Una clase de fútbol en Saint – Étienne, oriunda de la provincia de Jujuy, ante una Inglaterra con “poca calle”. 30 de junio, Mundial de Francia 1998 y el primer tiempo de los octavos de final. Un hombre argentino de 1,70 de altura, porta la 10 en la espalda y tiene una derecha “mágica”. Su rival?… Un equipo ordenado y repleto de grandes figuras como David Beckham, Michael Owen y Alan Shearer que quedaron chiquitos al lado del “portero” argentino.
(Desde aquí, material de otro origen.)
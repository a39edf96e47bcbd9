//! Configuration parsing and management

use serde::{Deserialize, Serialize};
use std::collections::HashMap;
use std::path::Path;
use std::time::Duration;

use crate::types::{Language, LivelintError, Result};

/// Configuration for the livelint server and local analysis
#[derive(Debug, Clone, Default, Serialize, Deserialize)]
#[serde(default)]
pub struct ServerConfig {
    /// Listener settings
    pub server: ListenConfig,

    /// How session tokens are verified
    pub auth: AuthConfig,

    /// Per-user request limits
    pub rate_limit: RateLimitConfig,

    /// Analyzer settings
    pub analysis: AnalysisConfig,
}

/// Listener settings
#[derive(Debug, Clone, Serialize, Deserialize)]
#[serde(default)]
pub struct ListenConfig {
    /// Address to bind
    pub bind: String,
    /// TCP port
    pub port: u16,
    /// Deployment environment label, reported in logs
    pub env: String,
}

impl Default for ListenConfig {
    fn default() -> Self {
        Self {
            bind: "0.0.0.0".to_string(),
            port: 8080,
            env: "development".to_string(),
        }
    }
}

/// Token verification strategy
#[derive(Debug, Clone, Serialize, Deserialize)]
#[serde(tag = "mode", rename_all = "snake_case")]
pub enum AuthConfig {
    /// Accept any non-empty token (testing only)
    Mock,
    /// Fixed token → user id table
    Static {
        /// Accepted tokens and the user each one identifies
        #[serde(default)]
        tokens: HashMap<String, String>,
    },
    /// Ask an external auth service
    Remote {
        /// Base URL; `/auth/v1/user` is appended
        url: String,
        /// Value of the `apikey` header
        #[serde(default)]
        api_key: String,
        /// Request timeout in milliseconds
        #[serde(default = "default_auth_timeout_ms")]
        timeout_ms: u64,
    },
}

fn default_auth_timeout_ms() -> u64 {
    5_000
}

impl Default for AuthConfig {
    fn default() -> Self {
        AuthConfig::Static {
            tokens: HashMap::new(),
        }
    }
}

/// Sliding-window request limit per user
#[derive(Debug, Clone, Serialize, Deserialize)]
#[serde(default)]
pub struct RateLimitConfig {
    /// Requests allowed per window
    pub requests: usize,
    /// Window length in seconds
    pub window_secs: u64,
}

impl RateLimitConfig {
    /// Window as a duration
    pub fn window(&self) -> Duration {
        Duration::from_secs(self.window_secs)
    }
}

impl Default for RateLimitConfig {
    fn default() -> Self {
        Self {
            requests: 60,
            window_secs: 60,
        }
    }
}

/// Analyzer settings
#[derive(Debug, Clone, Serialize, Deserialize)]
#[serde(default)]
pub struct AnalysisConfig {
    /// Per-request analyzer timeout in milliseconds (0 disables)
    pub timeout_ms: u64,
    /// Replace every analyzer with the canned mock analyzer
    pub mock: bool,
    /// Languages to leave without an analyzer
    pub disabled_languages: Vec<Language>,
    /// TypeScript tooling
    pub typescript: TypeScriptConfig,
    /// Python tooling
    pub python: PythonConfig,
    /// Go tooling
    pub go: GoConfig,
    /// Dart tooling
    pub dart: DartConfig,
    /// C++ tooling
    pub cpp: CppConfig,
}

impl AnalysisConfig {
    /// Timeout as a duration, `None` when disabled
    pub fn timeout(&self) -> Option<Duration> {
        (self.timeout_ms > 0).then(|| Duration::from_millis(self.timeout_ms))
    }
}

impl Default for AnalysisConfig {
    fn default() -> Self {
        Self {
            timeout_ms: 10_000,
            mock: false,
            disabled_languages: Vec::new(),
            typescript: TypeScriptConfig::default(),
            python: PythonConfig::default(),
            go: GoConfig::default(),
            dart: DartConfig::default(),
            cpp: CppConfig::default(),
        }
    }
}

/// TypeScript tooling
#[derive(Debug, Clone, Serialize, Deserialize)]
#[serde(default)]
pub struct TypeScriptConfig {
    /// Node.js executable
    pub node: String,
    /// `NODE_PATH` used to resolve the `typescript` package.
    ///
    /// When unset, an inherited `NODE_PATH` is kept, or `npm root -g` is
    /// asked for the global package directory.
    pub node_path: Option<String>,
    /// npm executable, used only to locate global packages
    pub npm: String,
}

impl Default for TypeScriptConfig {
    fn default() -> Self {
        Self {
            node: "node".to_string(),
            node_path: None,
            npm: "npm".to_string(),
        }
    }
}

/// Python tooling
#[derive(Debug, Clone, Serialize, Deserialize)]
#[serde(default)]
pub struct PythonConfig {
    /// Python 3 executable
    pub python: String,
    /// Run pyflakes when it is importable
    pub pyflakes: bool,
}

impl Default for PythonConfig {
    fn default() -> Self {
        Self {
            python: "python3".to_string(),
            pyflakes: true,
        }
    }
}

/// Go tooling
#[derive(Debug, Clone, Serialize, Deserialize)]
#[serde(default)]
pub struct GoConfig {
    /// `go` executable
    pub go: String,
    /// `gofmt` executable
    pub gofmt: String,
}

impl Default for GoConfig {
    fn default() -> Self {
        Self {
            go: "go".to_string(),
            gofmt: "gofmt".to_string(),
        }
    }
}

/// Dart tooling
#[derive(Debug, Clone, Serialize, Deserialize)]
#[serde(default)]
pub struct DartConfig {
    /// `dart` executable
    pub dart: String,
}

impl Default for DartConfig {
    fn default() -> Self {
        Self {
            dart: "dart".to_string(),
        }
    }
}

/// C++ tooling
#[derive(Debug, Clone, Serialize, Deserialize)]
#[serde(default)]
pub struct CppConfig {
    /// GCC-compatible compiler
    pub compiler: String,
    /// Language standard passed as `-std=`
    pub std: String,
    /// Additional compiler flags
    pub extra_args: Vec<String>,
}

impl Default for CppConfig {
    fn default() -> Self {
        Self {
            compiler: "g++".to_string(),
            std: "c++17".to_string(),
            extra_args: Vec::new(),
        }
    }
}

impl ServerConfig {
    /// Create a configuration with every default
    pub fn new() -> Self {
        Self::default()
    }

    /// Load configuration from a JSON file
    pub fn from_json_file(path: impl AsRef<Path>) -> Result<Self> {
        let content = std::fs::read_to_string(path)?;
        let config = serde_json::from_str(&content)?;
        Ok(config)
    }

    /// Load configuration from a YAML file
    pub fn from_yaml_file(path: impl AsRef<Path>) -> Result<Self> {
        let content = std::fs::read_to_string(path)?;
        let config = serde_yaml_ng::from_str(&content)?;
        Ok(config)
    }

    /// Load configuration from a TOML file
    pub fn from_toml_file(path: impl AsRef<Path>) -> Result<Self> {
        let content = std::fs::read_to_string(path)?;
        let config = toml::from_str(&content)?;
        Ok(config)
    }

    /// Load configuration from a file (auto-detect format)
    pub fn from_file(path: impl AsRef<Path>) -> Result<Self> {
        let path = path.as_ref();
        if !path.is_file() {
            return Err(LivelintError::FileNotFound(path.display().to_string()));
        }
        let ext = path.extension().and_then(|e| e.to_str());

        match ext {
            Some("json") => Self::from_json_file(path),
            Some("yaml") | Some("yml") => Self::from_yaml_file(path),
            Some("toml") => Self::from_toml_file(path),
            _ => {
                // Try TOML first, then JSON, then YAML
                Self::from_toml_file(path)
                    .or_else(|_| Self::from_json_file(path))
                    .or_else(|_| Self::from_yaml_file(path))
            }
        }
    }

    /// Config file names to search for during auto-discovery
    const DISCOVERY_NAMES: [&'static str; 4] = [
        "livelint.toml",
        ".livelint.toml",
        ".livelint.json",
        ".livelint.yaml",
    ];

    /// Walk up from `start_dir` looking for a config file
    pub fn discover(start_dir: impl AsRef<Path>) -> Option<Self> {
        let mut dir = start_dir.as_ref().to_path_buf();
        loop {
            for name in &Self::DISCOVERY_NAMES {
                let candidate = dir.join(name);
                if candidate.is_file() {
                    match Self::from_file(&candidate) {
                        Ok(config) => return Some(config),
                        Err(e) => log::warn!("Ignoring {}: {}", candidate.display(), e),
                    }
                }
            }
            if !dir.pop() {
                break;
            }
        }
        None
    }

    /// Load from an explicit file, or defaults, then apply process environment overrides
    pub fn load(path: Option<&Path>) -> Result<Self> {
        let mut config = match path {
            Some(path) => Self::from_file(path)?,
            None => Self::default(),
        };
        config.apply_env(|key| std::env::var(key).ok());
        config.validate()?;
        Ok(config)
    }

    /// Apply environment overrides read through `lookup`
    pub fn apply_env(&mut self, lookup: impl Fn(&str) -> Option<String>) {
        let get = |key: &str| lookup(key).filter(|v| !v.is_empty());

        if let Some(port) = get("PORT") {
            match port.parse() {
                Ok(port) => self.server.port = port,
                Err(_) => log::warn!("Ignoring invalid PORT value: {}", port),
            }
        }
        if let Some(bind) = get("LIVELINT_BIND") {
            self.server.bind = bind;
        }
        if let Some(env) = get("LIVELINT_ENV") {
            self.server.env = env;
        }
        if let Some(timeout) = get("LIVELINT_ANALYSIS_TIMEOUT_MS") {
            match timeout.parse() {
                Ok(ms) => self.analysis.timeout_ms = ms,
                Err(_) => log::warn!("Ignoring invalid LIVELINT_ANALYSIS_TIMEOUT_MS: {}", timeout),
            }
        }
        if let Some(mock) = get("LIVELINT_MOCK_ANALYZERS").and_then(|v| parse_bool(&v)) {
            self.analysis.mock = mock;
        }
        if let Some(url) = get("LIVELINT_AUTH_URL") {
            let api_key = get("LIVELINT_AUTH_API_KEY").unwrap_or_default();
            self.auth = AuthConfig::Remote {
                url,
                api_key,
                timeout_ms: default_auth_timeout_ms(),
            };
        }
        if get("LIVELINT_MOCK_AUTH").and_then(|v| parse_bool(&v)) == Some(true) {
            self.auth = AuthConfig::Mock;
        }
    }

    /// Check values that serde cannot
    pub fn validate(&self) -> Result<()> {
        if self.rate_limit.requests == 0 || self.rate_limit.window_secs == 0 {
            return Err(LivelintError::InvalidConfig(
                "rate_limit.requests and rate_limit.window_secs must be positive".to_string(),
            ));
        }
        if let AuthConfig::Remote { url, .. } = &self.auth
            && url.trim().is_empty()
        {
            return Err(LivelintError::InvalidConfig(
                "auth.url must not be empty in remote mode".to_string(),
            ));
        }
        Ok(())
    }
}

/// Boolean parsing compatible with the usual env conventions
fn parse_bool(value: &str) -> Option<bool> {
    match value.trim().to_ascii_lowercase().as_str() {
        "1" | "t" | "true" | "yes" | "on" => Some(true),
        "0" | "f" | "false" | "no" | "off" => Some(false),
        _ => None,
    }
}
Porque como sucedió con “El Diego” en México 1986, “El burrito” lo homenajeó, no con goles sino con caños. Porque un “caño” es la acción más bella de “bailar” psicológicamente al rival, pero a su vez, le suma elegancia al realizar este fenómeno cuatro veces en un mismo partido. 

“El mejor primer tiempo de mi vida. Porque jugué como yo jugaba en mi barrio, tiré cuatro caños y si hubiese hecho un gol; sería el mejor partido de mi vida”, expresó el protagonista de esta historia.

Una actuación 10/10 y del propio “10”, pero como manda la historia argentina: si no se sufre, no vale. Un empate 2-2 en 120 minutos de juego, una victoria 4-3  en los penales y una histórica clasificación a cuartos de final. Una noche que quedará en los libros de fútbol argentino y como un “Burrito” le enseñó a los creadores de este deporte cómo se lo debe jugar.